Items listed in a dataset
• • •
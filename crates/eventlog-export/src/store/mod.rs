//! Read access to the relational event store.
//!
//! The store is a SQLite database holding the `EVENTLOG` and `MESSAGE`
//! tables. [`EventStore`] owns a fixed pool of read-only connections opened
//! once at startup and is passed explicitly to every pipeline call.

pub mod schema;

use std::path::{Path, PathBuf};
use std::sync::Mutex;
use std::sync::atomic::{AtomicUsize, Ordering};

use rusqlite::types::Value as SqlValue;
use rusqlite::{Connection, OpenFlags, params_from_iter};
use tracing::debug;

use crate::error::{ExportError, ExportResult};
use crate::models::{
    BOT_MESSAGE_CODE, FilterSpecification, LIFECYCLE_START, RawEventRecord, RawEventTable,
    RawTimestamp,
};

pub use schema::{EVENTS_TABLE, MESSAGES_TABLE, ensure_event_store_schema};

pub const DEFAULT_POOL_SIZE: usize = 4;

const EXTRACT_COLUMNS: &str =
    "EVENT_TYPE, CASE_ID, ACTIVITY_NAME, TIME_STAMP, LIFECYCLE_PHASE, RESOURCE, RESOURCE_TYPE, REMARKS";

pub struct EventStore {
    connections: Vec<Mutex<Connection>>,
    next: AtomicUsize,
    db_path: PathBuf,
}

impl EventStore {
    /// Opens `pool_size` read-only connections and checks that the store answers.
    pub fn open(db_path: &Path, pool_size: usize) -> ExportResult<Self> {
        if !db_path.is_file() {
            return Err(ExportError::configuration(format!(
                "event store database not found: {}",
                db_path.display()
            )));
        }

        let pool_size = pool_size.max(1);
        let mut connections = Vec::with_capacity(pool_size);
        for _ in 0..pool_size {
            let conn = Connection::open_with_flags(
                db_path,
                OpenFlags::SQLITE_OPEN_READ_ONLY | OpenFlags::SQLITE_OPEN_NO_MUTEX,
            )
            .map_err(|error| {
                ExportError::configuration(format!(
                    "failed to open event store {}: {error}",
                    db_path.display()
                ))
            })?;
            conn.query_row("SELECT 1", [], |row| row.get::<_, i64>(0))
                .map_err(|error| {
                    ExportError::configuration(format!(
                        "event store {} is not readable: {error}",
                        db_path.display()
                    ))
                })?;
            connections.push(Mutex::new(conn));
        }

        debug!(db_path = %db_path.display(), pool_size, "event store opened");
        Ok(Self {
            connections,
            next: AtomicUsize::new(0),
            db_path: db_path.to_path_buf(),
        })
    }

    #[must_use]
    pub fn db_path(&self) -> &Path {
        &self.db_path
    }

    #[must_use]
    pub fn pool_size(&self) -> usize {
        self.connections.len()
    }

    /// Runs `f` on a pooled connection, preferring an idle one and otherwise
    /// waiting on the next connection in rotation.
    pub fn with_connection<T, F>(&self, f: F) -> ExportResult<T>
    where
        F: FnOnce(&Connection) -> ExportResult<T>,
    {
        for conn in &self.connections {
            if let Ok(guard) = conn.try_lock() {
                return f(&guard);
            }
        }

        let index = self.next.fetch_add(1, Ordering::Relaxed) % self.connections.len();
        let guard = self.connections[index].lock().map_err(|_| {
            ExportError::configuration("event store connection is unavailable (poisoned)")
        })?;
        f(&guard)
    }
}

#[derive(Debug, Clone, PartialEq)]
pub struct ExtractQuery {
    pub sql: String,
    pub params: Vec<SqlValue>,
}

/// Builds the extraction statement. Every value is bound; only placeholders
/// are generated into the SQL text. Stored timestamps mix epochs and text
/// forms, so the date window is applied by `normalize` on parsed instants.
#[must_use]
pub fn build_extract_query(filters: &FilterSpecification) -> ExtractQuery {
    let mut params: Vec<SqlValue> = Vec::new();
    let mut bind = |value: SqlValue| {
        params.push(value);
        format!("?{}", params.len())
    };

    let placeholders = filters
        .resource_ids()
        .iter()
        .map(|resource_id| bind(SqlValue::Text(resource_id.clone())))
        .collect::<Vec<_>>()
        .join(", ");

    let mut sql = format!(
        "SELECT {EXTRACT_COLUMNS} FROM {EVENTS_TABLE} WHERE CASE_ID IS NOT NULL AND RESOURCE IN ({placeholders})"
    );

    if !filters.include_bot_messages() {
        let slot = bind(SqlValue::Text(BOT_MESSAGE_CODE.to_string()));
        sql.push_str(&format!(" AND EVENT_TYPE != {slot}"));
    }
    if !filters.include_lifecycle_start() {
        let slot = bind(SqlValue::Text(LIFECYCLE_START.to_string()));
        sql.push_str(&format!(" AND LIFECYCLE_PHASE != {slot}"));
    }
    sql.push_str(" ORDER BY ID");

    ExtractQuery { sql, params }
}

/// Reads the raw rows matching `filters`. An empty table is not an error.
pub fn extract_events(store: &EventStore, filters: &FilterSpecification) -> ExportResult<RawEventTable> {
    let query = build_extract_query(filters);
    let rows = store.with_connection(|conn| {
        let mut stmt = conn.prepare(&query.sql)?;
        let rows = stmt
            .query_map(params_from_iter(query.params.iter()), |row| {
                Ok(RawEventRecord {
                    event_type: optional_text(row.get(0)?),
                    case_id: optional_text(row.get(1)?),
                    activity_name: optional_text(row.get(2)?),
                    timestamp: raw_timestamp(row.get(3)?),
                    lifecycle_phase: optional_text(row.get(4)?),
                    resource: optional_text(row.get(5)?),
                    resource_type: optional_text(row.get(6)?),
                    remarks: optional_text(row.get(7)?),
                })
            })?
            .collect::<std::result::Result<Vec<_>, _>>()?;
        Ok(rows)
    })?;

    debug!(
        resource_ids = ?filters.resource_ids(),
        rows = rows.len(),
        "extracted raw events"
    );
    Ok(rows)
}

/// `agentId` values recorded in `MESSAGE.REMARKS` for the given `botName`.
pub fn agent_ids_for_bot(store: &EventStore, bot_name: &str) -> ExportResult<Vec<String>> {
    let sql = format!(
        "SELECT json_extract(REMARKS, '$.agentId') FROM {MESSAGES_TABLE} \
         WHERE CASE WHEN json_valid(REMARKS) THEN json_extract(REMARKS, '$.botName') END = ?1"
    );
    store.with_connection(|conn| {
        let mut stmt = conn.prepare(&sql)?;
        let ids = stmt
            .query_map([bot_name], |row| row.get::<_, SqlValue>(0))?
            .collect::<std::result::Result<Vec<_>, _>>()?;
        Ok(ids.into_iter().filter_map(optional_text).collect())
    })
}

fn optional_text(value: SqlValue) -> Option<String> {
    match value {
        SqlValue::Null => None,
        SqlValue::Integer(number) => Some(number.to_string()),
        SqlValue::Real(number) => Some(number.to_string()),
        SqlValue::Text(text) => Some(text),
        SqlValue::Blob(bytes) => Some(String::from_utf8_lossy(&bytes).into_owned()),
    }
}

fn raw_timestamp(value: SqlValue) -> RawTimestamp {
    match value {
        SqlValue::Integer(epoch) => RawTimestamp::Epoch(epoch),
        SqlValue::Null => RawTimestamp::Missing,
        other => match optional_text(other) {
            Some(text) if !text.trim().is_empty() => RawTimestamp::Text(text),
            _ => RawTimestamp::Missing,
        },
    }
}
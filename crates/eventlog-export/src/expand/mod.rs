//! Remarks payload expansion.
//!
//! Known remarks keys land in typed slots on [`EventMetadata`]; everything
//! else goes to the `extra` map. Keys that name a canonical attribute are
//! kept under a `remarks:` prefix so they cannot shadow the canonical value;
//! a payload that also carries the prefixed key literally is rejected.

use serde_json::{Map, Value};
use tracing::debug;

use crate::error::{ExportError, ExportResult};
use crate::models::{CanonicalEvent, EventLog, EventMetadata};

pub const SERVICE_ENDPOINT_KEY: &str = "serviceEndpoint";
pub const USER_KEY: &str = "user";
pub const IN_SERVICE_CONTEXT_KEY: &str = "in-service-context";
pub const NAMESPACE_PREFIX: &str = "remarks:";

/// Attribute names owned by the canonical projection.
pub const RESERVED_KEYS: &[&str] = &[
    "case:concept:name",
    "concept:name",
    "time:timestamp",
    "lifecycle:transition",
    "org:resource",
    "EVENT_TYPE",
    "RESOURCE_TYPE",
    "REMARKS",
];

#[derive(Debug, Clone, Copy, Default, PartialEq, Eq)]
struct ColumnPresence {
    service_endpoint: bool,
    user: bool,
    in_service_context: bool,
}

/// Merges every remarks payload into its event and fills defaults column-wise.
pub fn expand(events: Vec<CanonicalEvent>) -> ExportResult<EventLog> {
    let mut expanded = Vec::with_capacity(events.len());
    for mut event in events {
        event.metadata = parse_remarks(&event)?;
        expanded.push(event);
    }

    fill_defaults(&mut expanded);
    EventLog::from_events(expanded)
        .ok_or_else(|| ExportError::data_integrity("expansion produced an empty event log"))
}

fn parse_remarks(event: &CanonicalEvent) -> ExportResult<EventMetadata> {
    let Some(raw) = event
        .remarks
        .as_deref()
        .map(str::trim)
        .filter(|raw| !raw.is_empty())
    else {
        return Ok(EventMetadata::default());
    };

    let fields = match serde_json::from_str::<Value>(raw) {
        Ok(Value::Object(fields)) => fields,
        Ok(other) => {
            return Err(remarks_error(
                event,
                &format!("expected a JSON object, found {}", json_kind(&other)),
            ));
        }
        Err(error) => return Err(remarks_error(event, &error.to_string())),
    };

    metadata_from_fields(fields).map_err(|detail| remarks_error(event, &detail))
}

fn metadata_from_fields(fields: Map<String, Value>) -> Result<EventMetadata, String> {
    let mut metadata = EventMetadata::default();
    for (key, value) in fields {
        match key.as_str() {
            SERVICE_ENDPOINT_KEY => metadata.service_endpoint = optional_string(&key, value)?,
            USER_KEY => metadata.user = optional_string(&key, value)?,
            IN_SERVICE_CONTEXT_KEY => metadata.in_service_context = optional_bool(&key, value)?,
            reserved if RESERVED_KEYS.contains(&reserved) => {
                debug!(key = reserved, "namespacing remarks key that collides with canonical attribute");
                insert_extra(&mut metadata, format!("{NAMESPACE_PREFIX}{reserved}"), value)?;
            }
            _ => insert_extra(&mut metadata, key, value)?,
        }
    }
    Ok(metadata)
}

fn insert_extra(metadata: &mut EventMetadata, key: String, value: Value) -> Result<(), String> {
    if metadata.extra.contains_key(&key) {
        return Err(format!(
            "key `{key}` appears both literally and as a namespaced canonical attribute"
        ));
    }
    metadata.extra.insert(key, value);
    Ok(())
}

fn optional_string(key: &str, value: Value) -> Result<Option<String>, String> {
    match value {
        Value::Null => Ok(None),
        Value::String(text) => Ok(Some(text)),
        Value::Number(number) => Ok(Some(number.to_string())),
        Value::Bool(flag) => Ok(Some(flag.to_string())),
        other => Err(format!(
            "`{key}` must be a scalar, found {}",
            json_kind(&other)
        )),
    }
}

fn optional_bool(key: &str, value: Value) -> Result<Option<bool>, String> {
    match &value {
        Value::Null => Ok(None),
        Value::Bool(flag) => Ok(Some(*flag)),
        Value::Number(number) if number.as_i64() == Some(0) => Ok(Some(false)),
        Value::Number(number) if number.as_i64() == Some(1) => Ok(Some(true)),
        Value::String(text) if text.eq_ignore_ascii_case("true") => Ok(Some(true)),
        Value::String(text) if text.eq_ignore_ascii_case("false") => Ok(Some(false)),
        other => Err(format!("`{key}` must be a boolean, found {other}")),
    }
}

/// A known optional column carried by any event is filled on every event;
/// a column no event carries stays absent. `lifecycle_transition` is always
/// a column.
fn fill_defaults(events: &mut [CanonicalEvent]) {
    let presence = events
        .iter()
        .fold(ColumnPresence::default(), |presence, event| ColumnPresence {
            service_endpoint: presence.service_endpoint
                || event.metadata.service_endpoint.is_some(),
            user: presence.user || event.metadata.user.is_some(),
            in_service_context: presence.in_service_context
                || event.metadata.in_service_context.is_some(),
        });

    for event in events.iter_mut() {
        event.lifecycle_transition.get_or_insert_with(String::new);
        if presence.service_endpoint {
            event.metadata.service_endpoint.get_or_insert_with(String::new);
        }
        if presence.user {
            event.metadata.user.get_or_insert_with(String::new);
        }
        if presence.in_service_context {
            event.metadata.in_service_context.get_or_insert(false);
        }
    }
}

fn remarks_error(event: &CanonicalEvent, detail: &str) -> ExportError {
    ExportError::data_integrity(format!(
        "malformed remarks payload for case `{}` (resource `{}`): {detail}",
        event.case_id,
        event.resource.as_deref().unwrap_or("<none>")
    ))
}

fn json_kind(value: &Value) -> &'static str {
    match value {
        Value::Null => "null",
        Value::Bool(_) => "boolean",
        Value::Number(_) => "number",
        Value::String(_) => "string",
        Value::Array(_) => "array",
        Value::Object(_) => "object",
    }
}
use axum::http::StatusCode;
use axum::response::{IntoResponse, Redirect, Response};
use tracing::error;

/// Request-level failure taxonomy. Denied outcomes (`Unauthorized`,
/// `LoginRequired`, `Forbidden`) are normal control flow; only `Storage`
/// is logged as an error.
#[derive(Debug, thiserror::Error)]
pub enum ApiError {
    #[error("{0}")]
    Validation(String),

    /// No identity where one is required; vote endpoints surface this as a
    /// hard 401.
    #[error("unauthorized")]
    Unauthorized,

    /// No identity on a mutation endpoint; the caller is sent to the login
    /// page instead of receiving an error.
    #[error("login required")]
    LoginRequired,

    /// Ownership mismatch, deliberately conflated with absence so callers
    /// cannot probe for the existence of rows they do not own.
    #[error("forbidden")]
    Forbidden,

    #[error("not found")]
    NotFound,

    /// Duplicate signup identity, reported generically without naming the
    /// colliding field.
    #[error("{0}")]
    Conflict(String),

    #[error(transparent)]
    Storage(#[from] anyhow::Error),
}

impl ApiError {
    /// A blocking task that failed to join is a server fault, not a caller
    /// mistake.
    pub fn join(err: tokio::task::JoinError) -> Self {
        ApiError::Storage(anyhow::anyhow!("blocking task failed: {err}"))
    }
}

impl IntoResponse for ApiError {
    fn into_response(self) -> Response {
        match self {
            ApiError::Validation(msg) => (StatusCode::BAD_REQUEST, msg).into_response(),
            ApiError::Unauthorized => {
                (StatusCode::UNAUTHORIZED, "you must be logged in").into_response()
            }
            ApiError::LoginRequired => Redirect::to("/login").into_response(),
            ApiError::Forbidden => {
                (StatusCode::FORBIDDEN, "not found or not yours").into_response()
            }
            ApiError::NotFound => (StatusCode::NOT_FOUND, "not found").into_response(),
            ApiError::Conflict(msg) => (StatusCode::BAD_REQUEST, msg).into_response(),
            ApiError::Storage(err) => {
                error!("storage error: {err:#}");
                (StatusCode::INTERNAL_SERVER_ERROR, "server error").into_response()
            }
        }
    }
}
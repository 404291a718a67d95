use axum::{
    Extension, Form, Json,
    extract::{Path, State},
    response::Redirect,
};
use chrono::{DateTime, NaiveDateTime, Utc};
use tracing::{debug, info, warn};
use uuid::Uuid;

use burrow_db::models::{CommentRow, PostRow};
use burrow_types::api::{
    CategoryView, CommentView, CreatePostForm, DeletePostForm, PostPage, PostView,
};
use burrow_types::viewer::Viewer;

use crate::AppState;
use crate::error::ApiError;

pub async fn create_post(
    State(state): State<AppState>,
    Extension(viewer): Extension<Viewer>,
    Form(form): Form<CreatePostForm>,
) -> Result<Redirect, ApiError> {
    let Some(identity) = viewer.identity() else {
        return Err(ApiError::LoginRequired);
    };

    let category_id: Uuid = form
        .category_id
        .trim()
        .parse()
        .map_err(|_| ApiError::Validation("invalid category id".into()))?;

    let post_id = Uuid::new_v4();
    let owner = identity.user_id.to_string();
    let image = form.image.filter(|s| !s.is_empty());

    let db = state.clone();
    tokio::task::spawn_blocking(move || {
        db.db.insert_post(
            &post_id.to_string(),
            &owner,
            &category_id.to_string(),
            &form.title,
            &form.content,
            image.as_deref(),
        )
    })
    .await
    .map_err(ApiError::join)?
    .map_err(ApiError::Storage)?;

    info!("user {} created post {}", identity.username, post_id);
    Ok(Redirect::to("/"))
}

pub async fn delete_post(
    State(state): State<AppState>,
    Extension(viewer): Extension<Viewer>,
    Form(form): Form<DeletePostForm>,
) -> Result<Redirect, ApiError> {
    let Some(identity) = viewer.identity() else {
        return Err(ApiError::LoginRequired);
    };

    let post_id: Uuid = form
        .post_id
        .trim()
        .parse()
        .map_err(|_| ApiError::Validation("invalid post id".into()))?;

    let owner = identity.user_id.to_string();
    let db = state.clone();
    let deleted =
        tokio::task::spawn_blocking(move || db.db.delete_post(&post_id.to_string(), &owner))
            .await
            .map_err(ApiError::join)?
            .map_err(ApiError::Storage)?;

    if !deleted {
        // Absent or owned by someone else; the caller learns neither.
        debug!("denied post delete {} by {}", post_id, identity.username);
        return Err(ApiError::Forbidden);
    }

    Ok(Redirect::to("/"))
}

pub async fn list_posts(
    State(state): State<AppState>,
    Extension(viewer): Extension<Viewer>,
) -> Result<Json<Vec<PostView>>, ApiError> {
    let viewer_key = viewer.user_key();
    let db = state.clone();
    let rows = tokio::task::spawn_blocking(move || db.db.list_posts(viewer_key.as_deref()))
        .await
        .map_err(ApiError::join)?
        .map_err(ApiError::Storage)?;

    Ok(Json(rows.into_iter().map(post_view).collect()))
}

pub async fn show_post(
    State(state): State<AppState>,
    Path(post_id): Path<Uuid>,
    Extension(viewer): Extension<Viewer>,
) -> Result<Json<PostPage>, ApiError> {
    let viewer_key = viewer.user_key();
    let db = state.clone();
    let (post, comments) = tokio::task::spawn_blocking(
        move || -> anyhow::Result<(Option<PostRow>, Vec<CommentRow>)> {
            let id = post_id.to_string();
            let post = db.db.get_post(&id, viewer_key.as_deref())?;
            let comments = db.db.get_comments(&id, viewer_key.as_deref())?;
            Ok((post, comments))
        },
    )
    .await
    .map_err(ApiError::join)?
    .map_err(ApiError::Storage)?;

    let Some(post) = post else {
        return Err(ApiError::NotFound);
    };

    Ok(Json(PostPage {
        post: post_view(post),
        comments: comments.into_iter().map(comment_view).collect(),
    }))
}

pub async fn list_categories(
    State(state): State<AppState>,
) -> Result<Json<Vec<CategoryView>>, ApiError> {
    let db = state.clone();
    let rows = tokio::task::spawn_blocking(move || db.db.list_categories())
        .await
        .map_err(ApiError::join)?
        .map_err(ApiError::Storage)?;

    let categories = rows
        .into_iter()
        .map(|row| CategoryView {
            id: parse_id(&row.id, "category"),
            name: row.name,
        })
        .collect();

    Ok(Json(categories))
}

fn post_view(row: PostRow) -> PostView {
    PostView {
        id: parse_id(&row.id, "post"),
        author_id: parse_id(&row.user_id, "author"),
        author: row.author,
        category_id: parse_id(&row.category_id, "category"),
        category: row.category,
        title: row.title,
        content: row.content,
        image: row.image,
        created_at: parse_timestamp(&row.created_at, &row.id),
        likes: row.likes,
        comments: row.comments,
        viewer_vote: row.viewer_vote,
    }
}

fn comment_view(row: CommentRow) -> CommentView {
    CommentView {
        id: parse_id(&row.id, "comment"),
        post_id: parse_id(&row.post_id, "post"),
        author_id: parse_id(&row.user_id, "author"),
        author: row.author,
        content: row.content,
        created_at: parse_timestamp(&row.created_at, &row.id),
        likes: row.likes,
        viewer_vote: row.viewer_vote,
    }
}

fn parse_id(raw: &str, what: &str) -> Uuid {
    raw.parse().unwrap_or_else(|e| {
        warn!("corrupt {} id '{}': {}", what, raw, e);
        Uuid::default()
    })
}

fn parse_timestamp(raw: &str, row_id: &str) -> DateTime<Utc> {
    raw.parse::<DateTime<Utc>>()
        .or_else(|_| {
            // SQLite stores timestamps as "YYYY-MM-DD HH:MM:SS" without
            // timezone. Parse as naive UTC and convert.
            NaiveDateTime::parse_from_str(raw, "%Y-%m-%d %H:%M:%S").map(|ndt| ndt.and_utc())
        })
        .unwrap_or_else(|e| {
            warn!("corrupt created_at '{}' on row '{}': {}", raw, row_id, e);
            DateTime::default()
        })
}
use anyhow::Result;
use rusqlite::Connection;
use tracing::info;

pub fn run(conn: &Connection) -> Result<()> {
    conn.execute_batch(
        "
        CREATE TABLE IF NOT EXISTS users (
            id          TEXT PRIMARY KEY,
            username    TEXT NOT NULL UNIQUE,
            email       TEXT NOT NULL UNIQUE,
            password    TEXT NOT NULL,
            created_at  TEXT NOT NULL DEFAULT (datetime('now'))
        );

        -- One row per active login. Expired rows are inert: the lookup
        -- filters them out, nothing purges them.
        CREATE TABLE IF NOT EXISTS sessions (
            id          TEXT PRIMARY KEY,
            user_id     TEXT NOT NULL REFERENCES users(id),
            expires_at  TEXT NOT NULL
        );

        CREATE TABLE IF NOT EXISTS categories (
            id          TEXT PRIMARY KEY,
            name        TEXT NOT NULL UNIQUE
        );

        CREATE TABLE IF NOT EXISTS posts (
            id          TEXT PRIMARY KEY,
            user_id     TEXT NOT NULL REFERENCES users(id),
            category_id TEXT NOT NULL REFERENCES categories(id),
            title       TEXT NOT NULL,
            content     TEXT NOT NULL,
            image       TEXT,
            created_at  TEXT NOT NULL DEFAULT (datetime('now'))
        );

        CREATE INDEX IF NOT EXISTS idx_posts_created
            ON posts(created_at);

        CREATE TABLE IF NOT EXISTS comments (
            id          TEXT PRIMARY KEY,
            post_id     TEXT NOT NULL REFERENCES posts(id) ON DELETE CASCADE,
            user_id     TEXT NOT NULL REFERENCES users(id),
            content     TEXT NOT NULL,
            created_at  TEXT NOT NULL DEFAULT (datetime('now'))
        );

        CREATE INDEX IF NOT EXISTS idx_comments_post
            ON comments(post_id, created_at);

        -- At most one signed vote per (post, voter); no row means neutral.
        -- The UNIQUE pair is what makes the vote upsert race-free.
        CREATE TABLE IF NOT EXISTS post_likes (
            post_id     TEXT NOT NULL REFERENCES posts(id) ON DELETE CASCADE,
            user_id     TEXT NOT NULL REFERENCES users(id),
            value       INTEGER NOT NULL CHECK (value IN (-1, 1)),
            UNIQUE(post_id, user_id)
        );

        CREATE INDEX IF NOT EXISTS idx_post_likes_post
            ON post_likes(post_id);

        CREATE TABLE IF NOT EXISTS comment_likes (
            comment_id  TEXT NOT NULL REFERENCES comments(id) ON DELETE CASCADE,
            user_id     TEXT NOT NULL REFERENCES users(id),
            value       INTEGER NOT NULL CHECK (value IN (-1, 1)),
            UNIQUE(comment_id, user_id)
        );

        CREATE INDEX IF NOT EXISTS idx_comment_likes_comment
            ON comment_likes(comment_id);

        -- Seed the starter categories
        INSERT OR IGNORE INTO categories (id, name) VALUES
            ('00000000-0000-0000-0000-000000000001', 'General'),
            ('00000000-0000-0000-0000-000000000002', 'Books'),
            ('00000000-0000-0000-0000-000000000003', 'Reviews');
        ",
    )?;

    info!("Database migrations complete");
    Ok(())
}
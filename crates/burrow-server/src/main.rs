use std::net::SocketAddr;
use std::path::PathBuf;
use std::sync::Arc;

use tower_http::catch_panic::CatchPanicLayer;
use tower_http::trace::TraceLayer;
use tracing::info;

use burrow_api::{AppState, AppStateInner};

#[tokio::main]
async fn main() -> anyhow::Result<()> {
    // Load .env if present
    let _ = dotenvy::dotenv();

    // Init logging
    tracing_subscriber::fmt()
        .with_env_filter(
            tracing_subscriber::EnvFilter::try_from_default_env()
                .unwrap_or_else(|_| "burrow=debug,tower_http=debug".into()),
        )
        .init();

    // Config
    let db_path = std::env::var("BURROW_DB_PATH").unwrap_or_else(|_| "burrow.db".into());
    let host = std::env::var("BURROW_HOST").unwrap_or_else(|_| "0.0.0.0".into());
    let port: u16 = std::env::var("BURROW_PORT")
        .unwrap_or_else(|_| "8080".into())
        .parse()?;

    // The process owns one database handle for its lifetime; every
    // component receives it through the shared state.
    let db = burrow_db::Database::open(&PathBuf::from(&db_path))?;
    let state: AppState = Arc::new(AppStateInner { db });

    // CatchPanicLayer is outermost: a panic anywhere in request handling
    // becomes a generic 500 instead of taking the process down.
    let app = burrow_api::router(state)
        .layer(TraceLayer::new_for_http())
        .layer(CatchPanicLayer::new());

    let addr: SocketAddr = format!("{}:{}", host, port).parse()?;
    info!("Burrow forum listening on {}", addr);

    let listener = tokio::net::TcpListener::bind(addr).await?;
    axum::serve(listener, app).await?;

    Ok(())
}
• • •
TASK:
Copy out the lines above with "join" in them.

ANSWER SECTION:
        .join(", ");
    /// A blocking task that failed to join is a server fault, not a caller
    pub fn join(err: tokio::task::JoinError) -> Self {
    .map_err(ApiError::join)?
            .map_err(ApiError::join)?
        .map_err(ApiError::join)?
    .map_err(ApiError::join)?
        .map_err(ApiError::join)?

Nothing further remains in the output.